As soon as l’homme Coope confirmed my slot in the judging squadron, and after I had found local sources of spools, pallets, and planks for him, I set about rustling up media coverage. The Alley-cats Scramble-- “totally sponsored by Dunhill," which also paid for trials riders’ transportation, accommodation, and prize money-- is a mass-marketed countercultural event in which couriers from various cities race on a custom-built over-and-under figure-eight wooden velodrome. While that’s happening, the worst and loudest hometown bands strum and whack their hearts out on a nearby stage.

I have better things to do than experience a glazing of the eyeballs watching messengers chase each other over a figure-eight track; I don’t bother chasin’ mice around.

Still and all, I must say that advertising for the Alley-cats Scramble (sic: perverse corporate orthography) is (typo)graphically sophisticated and cheeky, going so far as to picture the winner of the ’97 (and ’98) Toronto Scramble, Dirk Dijkhuis, riding away from us on his bike, giving us a better look at his manly Lycra-cosseted arse than his face.

The whole schmeer smacks of prepackaged rebellion and the mainstreamed underground. That isn’t something to lose sleep over: Middle-aged male music executives have generations of fine-tuned marketing strategies for selling teenage angst and nonconformity, and none of us should be surprised when other sectors learn the same tricks.

The ’98 event, having taken Toronto and Vancouver by storm the year before, cost a reputed half-mil to mount and very much included trialsinists as an afterthought. In effect, we were the sideshow to the sideshow. As a voyeur, I thought my Über-étranger angle would be of interest to various media outlets, including Big Life, Eye Weekly, The Inside Track, Newsworld Sports Journal, and even the mighty Toronto Star. My pitches went like this:

On April 25 here, within the mildly ridiculous spectacle known as the Alley-cats Scramble, a trials course will be set up as part of the nascent official Canadian trials circuit. As such, it won’t be an exhibition event, and none of the riders considers the event a joke. That, of course, is part of trialsin’s image problem on this side of the pond: If we see it at all, it’s grouped with so-called extreme sports (skateboarding, BMX, vert skating) or is presented as a sideshow to a sideshow, as at the Alley-cats Scramble. I’m set to be one of the trialsin judges there, which is a wee bit ironic, since I only learned to ride a bike at age 28 and cannot do even a trackstand, let alone any of this trialsin stuff.

This gives me a bit of an outsider-in-an-unknown-landscape vantage point that might make for an amusing piece. I’m suggesting a diaristic treatment. What happens when a sport seen as legitimate in Europe can grab a toehold in Canada only by allying itself with a pseudo-sporting event populated by skanky, widely disrespected courier types and funded by a tobacco conglomerate?

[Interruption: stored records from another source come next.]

// lib/src/storage_engine/resident_storage.rs

use sled::Transactional;
use tracing::{debug, info};

use models::errors::{HostelError, HostelResult};
use models::hostel::{NewResident, Resident, ResidentStatus, ResidentUpdate, Room};

use super::collection::not_found;
use super::filters::ResidentFilter;
use super::sled_storage::HostelStore;
use super::storage_utils::{abort, finish, tx_get, tx_put, tx_resolve, tx_take};

impl HostelStore {
    /// Creates a resident by admitting them into their room, in the same
    /// transaction as `assign_room`. An active resident is always listed
    /// among the occupants of an occupied room.
    pub fn create_resident(&self, new_resident: NewResident) -> HostelResult<Resident> {
        let (room_number, intake) = new_resident.into_intake()?;
        let assignment = self.assign_room(&room_number, intake)?;
        Ok(assignment.resident)
    }

    pub fn get_resident(&self, id: &str) -> HostelResult<Resident> {
        self.residents.require(id)
    }

    /// Residents, newest first.
    pub fn list_residents(&self, filter: &ResidentFilter) -> HostelResult<Vec<Resident>> {
        let mut residents: Vec<Resident> =
            self.residents.list()?.into_iter().filter(|r| filter.matches(r)).collect();
        residents.sort_by(|a, b| b.created_at.cmp(&a.created_at));
        Ok(residents)
    }

    /// Edits contact details. A rename is mirrored into the room's occupant entry.
    pub fn update_resident(&self, id: &str, update: ResidentUpdate) -> HostelResult<Resident> {
        let trees = (self.residents.tree(), self.rooms.tree(), &self.room_numbers);
        let resident = finish(trees.transaction(|(residents, rooms, numbers)| {
            let mut resident: Resident = match tx_get(residents, id)? {
                Some(resident) => resident,
                None => return abort(not_found::<Resident>(id)),
            };
            let previous_name = resident.name.clone();
            if let Err(e) = resident.apply_update(update.clone()) {
                return abort(e);
            }

            if resident.name != previous_name && resident.status == ResidentStatus::Active {
                if let Some(number) = resident.room_number.as_deref() {
                    if let Some(room_id) = tx_resolve(rooms, numbers, number)? {
                        if let Some(mut room) = tx_get::<Room>(rooms, &room_id)? {
                            let mut renamed = false;
                            for occupant in room.occupants.iter_mut().filter(|o| o.resident_id == resident.id) {
                                occupant.name = resident.name.clone();
                                renamed = true;
                            }
                            if renamed {
                                tx_put(rooms, &room.id, &room)?;
                            }
                        }
                    }
                }
            }

            tx_put(residents, &resident.id, &resident)?;
            Ok(resident)
        }))?;

        debug!("Updated resident {}", resident.id);
        Ok(resident)
    }

    /// Deletes a resident record. Residents still listed as occupants must be
    /// checked out first so the room never points at a missing record.
    pub fn delete_resident(&self, id: &str) -> HostelResult<Resident> {
        let trees = (self.residents.tree(), self.rooms.tree(), &self.room_numbers);
        let resident = finish(trees.transaction(|(residents, rooms, numbers)| {
            let resident: Resident = match tx_take(residents, id)? {
                Some(resident) => resident,
                None => return abort(not_found::<Resident>(id)),
            };
            if resident.status == ResidentStatus::Active {
                if let Some(number) = resident.room_number.as_deref() {
                    if let Some(room_id) = tx_resolve(rooms, numbers, number)? {
                        let room: Option<Room> = tx_get(rooms, &room_id)?;
                        if room.is_some_and(|r| r.occupants.iter().any(|o| o.resident_id == resident.id)) {
                            return abort(HostelError::conflict(format!(
                                "{} still occupies room {}; check out before deleting",
                                resident.name, number
                            )));
                        }
                    }
                }
            }
            Ok(resident)
        }))?;

        info!("Deleted resident {} ({})", resident.name, resident.id);
        Ok(resident)
    }
}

Though the story would be first-person, I’d get to interview the trials riders and the couriers and the spectators and find out who is and isn’t taken seriously-- and who’s more alternative than whom. Extreme sports are being relentlessly marketed by mainstream companies-- in fact, the ESPN2 cable channel in the States was set up mainly to present alleged sporting events of alleged interest to the tween generation-- but have not benefited from much credibility as actual sports. Trialsin, having been lumped in with that group, is saddled with breaking free of that image and getting past the preconception that anything the Europeans like (badminton, bobsleigh... cycling) we would not.

The Inside Track turned me down, citing lack of space; in reality, the producer also questioned my ability to produce a radio doc, even though I presented the piece as something they could cover with my being merely a source at the event. Newsworld Sports Journal had no access to a camera on a Saturday. No response at all from the rest-- typical professionalism in the Toronto media demimonde.

I vowed to press on regardless.

Airplane-hangar ambience

The night before the event of the century, while lying swathed in Mickey Mouse bedsheets with the cat glaring at me accusingly, performance anxiety hit. Holy smokes: I’d be placed in the position of judging the performance of superbutch bruiser trialsin dudes (trialsinistrixen are exceedingly rare) when I cannot manage a wheelie. (And I call myself civilised.)

The day finally came. I sucked in my courage yet chickened out with the wardrobe, settling on the Esso shirt and white jeans (which I knew would look like crumpled newsprint by the time I finished bumping into dirty obstacles). No purse: I brought the Trek courier satchel instead. Tinky Winky won this round.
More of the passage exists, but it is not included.